Equilibrium

Its wrong. Demented. Deranged. Cruel to think about.

But, possibly, im making it out worse than it really is.
(A petty thought.)

I have seen countless documentaries, read countless books, known so many people with this hindrance to their life. (If it is even that.) My cousin, to be blunt, is very much a "w****."

The second to last time that I had the light pleasure of visiting with her, sharing a bed, a home; she was an honest virgin. Of course she was very much into bad things, but she had kept her chastity well.

Next time I met her face, she had been with countless men, and had five abortions. How could she? I could never do that.

"If I were ever pregnant, I would have the baby. Live with the consequences." Be...Pregnant? Why would I consider that?

Im very proud to have kept my thighs tightly pressed together; to turn my lips away from the opposite s**. so, I would never be in that situation, other than if I were ... raped.

This is where this ... stranged line of thought comes in.

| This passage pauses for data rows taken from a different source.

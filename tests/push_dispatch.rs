//! Push dispatch and token pruning against both store backends.

mod common;

use std::sync::Arc;

use serde_json::{json, Value};

use balifeed::push::{NotificationPayload, PushDispatcher, PushError, USER_TOKENS_FIELD};
use balifeed::AppError;
use common::{Harness, RecordingGateway};

fn payload(user_id: &str) -> NotificationPayload {
    serde_json::from_value(json!({
        "user_id": user_id,
        "title": "Kategori 4",
        "body": "Galungan di Ubud",
        "image": "https://img.example/ubud.jpg",
        "data": {
            "click_action": "FLUTTER_NOTIFICATION_CLICK",
            "data_type": "entry",
            "entry_id": "77",
            "entry_title": "Galungan di Ubud",
            "category_id": "4",
            "category_title": "Kategori 4",
            "feed_id": "2",
            "published_at": "1700000000000"
        }
    }))
    .unwrap()
}

fn three_tokens() -> Value {
    json!({
        "name": "Wayan",
        USER_TOKENS_FIELD: { "phone": true, "tablet": true, "old-phone": true }
    })
}

async fn tokens_of(harness: &Harness, user: &str) -> Vec<String> {
    let doc = harness.doc("users", user).await.unwrap();
    let mut tokens: Vec<String> = doc.data[USER_TOKENS_FIELD]
        .as_object()
        .unwrap()
        .keys()
        .cloned()
        .collect();
    tokens.sort();
    tokens
}

fn dispatcher(harness: &Harness, gateway: RecordingGateway) -> (PushDispatcher, Arc<RecordingGateway>) {
    let gateway = Arc::new(gateway);
    (
        PushDispatcher::new(harness.store.clone(), gateway.clone()),
        gateway,
    )
}

async fn assert_rejected_token_is_pruned(harness: Harness) {
    harness.seed("users", "wayan", three_tokens()).await;
    let (dispatcher, gateway) = dispatcher(
        &harness,
        RecordingGateway::default()
            .failing("old-phone", PushError::Rejected("UNREGISTERED".to_string())),
    );

    let report = dispatcher.dispatch(&payload("wayan")).await.unwrap();

    assert_eq!(report.sent, 2);
    assert_eq!(report.pruned, vec!["old-phone".to_string()]);
    assert_eq!(gateway.tokens().len(), 3);
    assert_eq!(tokens_of(&harness, "wayan").await, vec!["phone", "tablet"]);

    // Other fields of the user survive the write-back.
    let doc = harness.doc("users", "wayan").await.unwrap();
    assert_eq!(doc.get_str("name"), Some("Wayan"));
}

#[tokio::test]
async fn test_rejected_token_is_pruned_memory() {
    assert_rejected_token_is_pruned(Harness::memory()).await;
}

#[tokio::test]
async fn test_rejected_token_is_pruned_sqlite() {
    assert_rejected_token_is_pruned(Harness::sqlite().await).await;
}

#[tokio::test]
async fn test_transient_failure_prunes_token() {
    let harness = Harness::sqlite().await;
    harness.seed("users", "wayan", three_tokens()).await;
    let (dispatcher, _) = dispatcher(
        &harness,
        RecordingGateway::default().failing("tablet", PushError::Unavailable("503".to_string())),
    );

    let report = dispatcher.dispatch(&payload("wayan")).await.unwrap();

    assert_eq!(report.sent, 2);
    assert_eq!(report.failed, 1);
    assert_eq!(report.pruned, vec!["tablet".to_string()]);
    assert_eq!(tokens_of(&harness, "wayan").await, vec!["old-phone", "phone"]);
}

#[tokio::test]
async fn test_every_send_failing_leaves_empty_set() {
    let harness = Harness::sqlite().await;
    harness.seed("users", "wayan", three_tokens()).await;
    let unavailable = PushError::Unavailable("503".to_string());
    let (dispatcher, gateway) = dispatcher(
        &harness,
        RecordingGateway::default()
            .failing("phone", unavailable.clone())
            .failing("tablet", unavailable.clone())
            .failing("old-phone", unavailable),
    );

    let report = dispatcher.dispatch(&payload("wayan")).await.unwrap();

    assert_eq!(report.sent, 0);
    assert_eq!(report.failed, 3);
    assert_eq!(gateway.tokens().len(), 3);
    assert!(tokens_of(&harness, "wayan").await.is_empty());
}

#[tokio::test]
async fn test_all_tokens_rejected_leaves_empty_set() {
    let harness = Harness::memory();
    harness
        .seed("users", "wayan", json!({ USER_TOKENS_FIELD: { "a": true, "b": true } }))
        .await;
    let rejected = PushError::Rejected("INVALID_ARGUMENT".to_string());
    let (dispatcher, _) = dispatcher(
        &harness,
        RecordingGateway::default()
            .failing("a", rejected.clone())
            .failing("b", rejected),
    );

    let report = dispatcher.dispatch(&payload("wayan")).await.unwrap();

    assert_eq!(report.sent, 0);
    assert_eq!(report.pruned.len(), 2);
    assert!(tokens_of(&harness, "wayan").await.is_empty());
}

#[tokio::test]
async fn test_message_carries_payload() {
    let harness = Harness::memory();
    harness
        .seed("users", "wayan", json!({ USER_TOKENS_FIELD: { "phone": true } }))
        .await;
    let (dispatcher, gateway) = dispatcher(&harness, RecordingGateway::default());

    dispatcher.dispatch(&payload("wayan")).await.unwrap();

    let messages = gateway.messages();
    assert_eq!(messages.len(), 1);
    let message = &messages[0];
    assert_eq!(message.title, "Kategori 4");
    assert_eq!(message.body, "Galungan di Ubud");
    assert_eq!(message.image.as_deref(), Some("https://img.example/ubud.jpg"));
    assert_eq!(message.data.get("data_type").map(String::as_str), Some("entry"));
    assert_eq!(message.data.get("entry_id").map(String::as_str), Some("77"));
}

#[tokio::test]
async fn test_user_without_tokens_has_no_destination() {
    let harness = Harness::memory();
    harness.seed("users", "wayan", json!({ "name": "Wayan" })).await;
    let (dispatcher, gateway) = dispatcher(&harness, RecordingGateway::default());

    let err = dispatcher.dispatch(&payload("wayan")).await.unwrap_err();

    assert!(matches!(err, AppError::NoDestination(_)));
    assert!(gateway.tokens().is_empty());
}

#[tokio::test]
async fn test_unknown_user_is_not_found() {
    let harness = Harness::memory();
    let (dispatcher, _) = dispatcher(&harness, RecordingGateway::default());

    let err = dispatcher.dispatch(&payload("nobody")).await.unwrap_err();

    assert!(matches!(err, AppError::NotFound(_)));
}

#[tokio::test]
async fn test_incomplete_payload_is_rejected() {
    let harness = Harness::memory();
    let (dispatcher, gateway) = dispatcher(&harness, RecordingGateway::default());
    let mut incomplete = payload("wayan");
    incomplete.title.clear();

    let err = dispatcher.dispatch(&incomplete).await.unwrap_err();

    assert!(matches!(err, AppError::Validation(_)));
    assert!(gateway.tokens().is_empty());
}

I ... Often imagine what my life would be like if I were raped, and had a chance to have a child, at the age of fourteen. (Yes, that young.)

Rape is cruel, traumatizing. Nothing I would ever want to experiance! But, why do I? (Not so much the rape ... as the lifestyle following it.) Is it that strange that I would want to be a teen mother, but yet one that wasnt, per say, a "s***?" (Very, very much no offense here! There are poor young women who are truamatized and brainwashed, or even manipulated to the point where that it would be like calling a mentally retarded child "stupid" to do something like calling those girls "hoes.")

It would be cruel to the child. And, God forbid, I promise Im not going to stand on some street so someone will grab me and do their deed. And if it did happen, I have strong, strict parents. Not a bad homelife. So no baby would be wrongly placed in a dangerous situation. And, I would have to do everything on my own.

Maybe it's that my life isnt challengeing or exciting enough.

I make straight "A"s. Do chores. Go to church. Go to the movies with friends. Have those stupid, immature relationships that junior high students do. And, I am mature in my thinking. I know many things some of my classmates dont quite get in our lives.

(Maybe, I really want something to corrupt the balance of things.)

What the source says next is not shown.